Sobre o declínio da política numa era pós-racial: a crise da multicultura

Um dilema recorrente na teoria política diz respeito à difícil articulação entre o particular e o individual, onde os diversos particularismos identitários correm o risco de assimilação sob uma diferença universalizante, ao mesmo tempo que a livre afirmação de cada particularismo abre caminho a uma situação em que os diversos discursos minoritários se sobrepõem uns aos outros, ou então entram em conflito entre si (Young, 1990, pp. 4, 6, 13, 80-1). Perante a necessidade de lidar com a diversidade em sociedades cosmopolitas, tende a optar-se por uma de duas vias para assegurar a coabitação pacífica entre indivíduos que não partilham códigos culturais comuns entre si. São estas as vias do multiculturalismo ou então da integração (i.e. assimilação forçada).

O multiculturalismo pode ser definido como uma política de reconhecimento do direito à diferença por parte dos distintos grupos culturais ou étnicos que constituem determinada sociedade. Sem recorrer a uma imposição de formas normativas de pertença ao grupo nacional dominante, o multiculturalismo fundamenta-se num relativismo que reconhece a diferença como tendencialmente conduzindo a discriminações de vária ordem. Nesta perspectiva, a afirmação de um direito à diferença serve precisamente para proteger as minorias das potenciais iniquidades de uma democracia representativa que se baseia numa vontade maioritária. É esta a tradição da generalidade dos países anglo-saxónicos, a qual contrasta com a preferência integracionista da maioria dos países latinos com tradição colonial. No entanto, a crescente securitarização das sociedades em que vivemos, devido em parte à ubiquidade da ameaça terrorista, assinala uma viragem, em países de tradição multicultural, a que corresponde a adopção de uma política integracionista. Neste contexto, os direitos das minorias dependem cada vez mais da satisfação de precondições culturais das sociedades ocidentais, implicando a imposição de proibições ao nível de vestuário, símbolos religiosos e comportamentos ‘inaceitáveis’ à luz dos parâmetros da tradição judaico-cristã. Efectivamente, a base da nova política de reconhecimento corresponde a uma discriminação cultural pós-racial, pressupondo vivências culturais ‘correctas’ e ‘erradas’.

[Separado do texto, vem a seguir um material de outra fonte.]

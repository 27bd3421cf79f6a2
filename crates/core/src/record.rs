// SPDX-License-Identifier: BUSL-1.1
// Copyright (c) 2026 Alfred Jean LLC

//! Queue records and their vocabularies.

use indexmap::IndexSet;
use serde::{Deserialize, Serialize};
use std::fmt;
use std::str::FromStr;
use thiserror::Error;

/// Store-assigned record identifier. Never reused.
#[derive(Debug, Clone, Copy, PartialEq, Eq, Hash, PartialOrd, Ord, Serialize, Deserialize)]
#[serde(transparent)]
pub struct RecordId(pub u64);

impl RecordId {
    pub fn get(self) -> u64 {
        self.0
    }
}

impl fmt::Display for RecordId {
    fn fmt(&self, f: &mut fmt::Formatter<'_>) -> fmt::Result {
        write!(f, "{}", self.0)
    }
}

impl From<u64> for RecordId {
    fn from(id: u64) -> Self {
        Self(id)
    }
}

/// Rejected admission input. Messages are shown to front-desk staff as-is.
#[derive(Debug, Clone, PartialEq, Eq, Error)]
pub enum ValidationError {
    #[error("patient name is required")]
    EmptyName,
    #[error("select at least one service")]
    NoServices,
    #[error("unknown stage: {0}")]
    UnknownStage(String),
    #[error("unknown service: {0}")]
    UnknownService(String),
    #[error("unknown status: {0}")]
    UnknownStatus(String),
}

/// Workflow stage of a visit.
#[derive(Debug, Clone, Copy, PartialEq, Eq, Hash, Default, Serialize, Deserialize)]
pub enum Stage {
    /// First visit
    #[default]
    Cusub,
    /// 14-day follow-up
    #[serde(rename = "14 malin")]
    FourteenDay,
    /// 7-day follow-up
    #[serde(rename = "7 malin")]
    SevenDay,
    Raajo,
    Bedel,
    Soolabtay,
}

impl Stage {
    pub const ALL: [Stage; 6] = [
        Stage::Cusub,
        Stage::FourteenDay,
        Stage::SevenDay,
        Stage::Raajo,
        Stage::Bedel,
        Stage::Soolabtay,
    ];
}

crate::simple_display! {
    Stage {
        Cusub => "Cusub",
        FourteenDay => "14 malin",
        SevenDay => "7 malin",
        Raajo => "Raajo",
        Bedel => "Bedel",
        Soolabtay => "Soolabtay",
    }
}

impl FromStr for Stage {
    type Err = ValidationError;

    fn from_str(s: &str) -> Result<Self, Self::Err> {
        let s = s.trim();
        Stage::ALL
            .into_iter()
            .find(|stage| stage.to_string().eq_ignore_ascii_case(s))
            .ok_or_else(|| ValidationError::UnknownStage(s.to_string()))
    }
}

/// Treatment tag attached to a record.
#[derive(Debug, Clone, Copy, PartialEq, Eq, Hash, Serialize, Deserialize)]
pub enum Service {
    Gelin,
    Buuxin,
    Xirid,
    Dhaqid,
    Bedel,
}

impl Service {
    pub const ALL: [Service; 5] =
        [Service::Gelin, Service::Buuxin, Service::Xirid, Service::Dhaqid, Service::Bedel];
}

crate::simple_display! {
    Service {
        Gelin => "Gelin",
        Buuxin => "Buuxin",
        Xirid => "Xirid",
        Dhaqid => "Dhaqid",
        Bedel => "Bedel",
    }
}

impl FromStr for Service {
    type Err = ValidationError;

    fn from_str(s: &str) -> Result<Self, Self::Err> {
        let s = s.trim();
        Service::ALL
            .into_iter()
            .find(|service| service.to_string().eq_ignore_ascii_case(s))
            .ok_or_else(|| ValidationError::UnknownService(s.to_string()))
    }
}

/// Ordered set of services.
///
/// Duplicates collapse on insert and display keeps first-insertion order,
/// while equality ignores order. At the store boundary the set travels as a
/// comma-separated string (`"Gelin, Buuxin"`).
#[derive(Debug, Clone, Default, PartialEq, Eq)]
pub struct Services(IndexSet<Service>);

impl Services {
    pub fn new() -> Self {
        Self::default()
    }

    /// Add a service; returns false if it was already present.
    pub fn insert(&mut self, service: Service) -> bool {
        self.0.insert(service)
    }

    /// Toggle a service on or off, the way the admission form checkbox does.
    pub fn toggle(&mut self, service: Service) {
        if !self.0.shift_remove(&service) {
            self.0.insert(service);
        }
    }

    pub fn contains(&self, service: Service) -> bool {
        self.0.contains(&service)
    }

    pub fn len(&self) -> usize {
        self.0.len()
    }

    pub fn is_empty(&self) -> bool {
        self.0.is_empty()
    }

    pub fn iter(&self) -> impl Iterator<Item = Service> + '_ {
        self.0.iter().copied()
    }
}

impl FromIterator<Service> for Services {
    fn from_iter<I: IntoIterator<Item = Service>>(iter: I) -> Self {
        Self(iter.into_iter().collect())
    }
}

impl fmt::Display for Services {
    fn fmt(&self, f: &mut fmt::Formatter<'_>) -> fmt::Result {
        for (i, service) in self.0.iter().enumerate() {
            if i > 0 {
                f.write_str(", ")?;
            }
            write!(f, "{service}")?;
        }
        Ok(())
    }
}

impl FromStr for Services {
    type Err = ValidationError;

    /// Parse a comma-separated list. Blank segments are skipped.
    fn from_str(s: &str) -> Result<Self, Self::Err> {
        s.split(',').filter(|part| !part.trim().is_empty()).map(Service::from_str).collect()
    }
}

impl Serialize for Services {
    fn serialize<S: serde::Serializer>(&self, serializer: S) -> Result<S::Ok, S::Error> {
        serializer.collect_str(self)
    }
}

impl<'de> Deserialize<'de> for Services {
    fn deserialize<D: serde::Deserializer<'de>>(deserializer: D) -> Result<Self, D::Error> {
        let s = String::deserialize(deserializer)?;
        s.parse().map_err(serde::de::Error::custom)
    }
}

/// Progress of a record through the queue.
///
/// A freshly submitted record may carry the transient `pending` label; it is
/// read as [`Status::Waiting`].
#[derive(Debug, Clone, Copy, PartialEq, Eq, Hash, Default, Serialize, Deserialize)]
#[serde(rename_all = "lowercase")]
pub enum Status {
    #[default]
    #[serde(alias = "pending")]
    Waiting,
    Done,
}

impl Status {
    /// The other status.
    pub fn toggled(self) -> Self {
        match self {
            Status::Waiting => Status::Done,
            Status::Done => Status::Waiting,
        }
    }
}

crate::simple_display! {
    Status {
        Waiting => "waiting",
        Done => "done",
    }
}

impl FromStr for Status {
    type Err = ValidationError;

    fn from_str(s: &str) -> Result<Self, Self::Err> {
        match s.trim().to_ascii_lowercase().as_str() {
            "waiting" | "pending" => Ok(Status::Waiting),
            "done" => Ok(Status::Done),
            other => Err(ValidationError::UnknownStatus(other.to_string())),
        }
    }
}

/// A record that has not been given an id yet.
///
/// This is what the store receives on insert, and what an undo snapshot
/// holds: restoring re-inserts it and the store hands out a fresh id.
#[derive(Debug, Clone, PartialEq, Eq, Serialize, Deserialize)]
pub struct NewRecord {
    pub name: String,
    pub stage: Stage,
    pub services: Services,
    pub status: Status,
    pub ticket: u32,
    /// Epoch milliseconds (UTC) of the original admission
    pub inserted_at_ms: u64,
}

crate::builder! {
    pub struct NewRecordBuilder => NewRecord {
        into { name: String = "Amina" }
        set {
            stage: Stage = Stage::Cusub,
            services: Services = Services::from_iter([Service::Gelin]),
            status: Status = Status::Waiting,
            ticket: u32 = 1,
            inserted_at_ms: u64 = 1_772_442_000_000,
        }
    }
}

/// One active queue entry.
#[derive(Debug, Clone, PartialEq, Eq, Serialize, Deserialize)]
pub struct Record {
    pub id: RecordId,
    pub name: String,
    pub stage: Stage,
    pub services: Services,
    pub status: Status,
    pub ticket: u32,
    pub inserted_at_ms: u64,
}

impl Record {
    pub fn new(id: RecordId, new: NewRecord) -> Self {
        Self {
            id,
            name: new.name,
            stage: new.stage,
            services: new.services,
            status: new.status,
            ticket: new.ticket,
            inserted_at_ms: new.inserted_at_ms,
        }
    }

    /// Copy of this record without its id.
    pub fn to_new(&self) -> NewRecord {
        NewRecord {
            name: self.name.clone(),
            stage: self.stage,
            services: self.services.clone(),
            status: self.status,
            ticket: self.ticket,
            inserted_at_ms: self.inserted_at_ms,
        }
    }
}

/// Trim and check a patient name.
pub fn validate_name(name: &str) -> Result<String, ValidationError> {
    let trimmed = name.trim();
    if trimmed.is_empty() {
        return Err(ValidationError::EmptyName);
    }
    Ok(trimmed.to_string())
}

/// Ticket for the next admission: one past the highest active ticket, or 1
/// when nothing is active. Gaps left by deletions are never refilled.
pub fn next_ticket(active: impl IntoIterator<Item = u32>) -> u32 {
    active.into_iter().max().map_or(1, |max| max.saturating_add(1))
}

#[cfg(test)]
#[path = "record_tests.rs"]
mod tests;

A ênfase em vivências culturais, por oposição a práticas racializadas, conduz-nos a uma situação em que o poder político deixa de prestar contas pela ausência de resposta a problemas que já não são vistos como políticos, mas antes como do domínio da cultura (Lentin & Titley, 2012, p. 127). Esta discussão sobre a crise do multiculturalismo é particularmente importante no actual contexto de migração sem precedentes para a Europa, crise essa que aparenta ameaçar o ideal de universalidade de direitos humanos que inspirara a formação da Comunidade Europeia no pós-guerra. O objectivo primordial da CE, à época, seria o de agir como contraponto aos nacionalismos e etnocentrismos particularistas que contribuíram para a eclosão da II Guerra Mundial. Esta aspiração foi reforçada pela configuração do Holocausto enquanto momento fundacional da ideia de civilização europeia, assente na multiculturalidade, e parte integrante da memória europeia.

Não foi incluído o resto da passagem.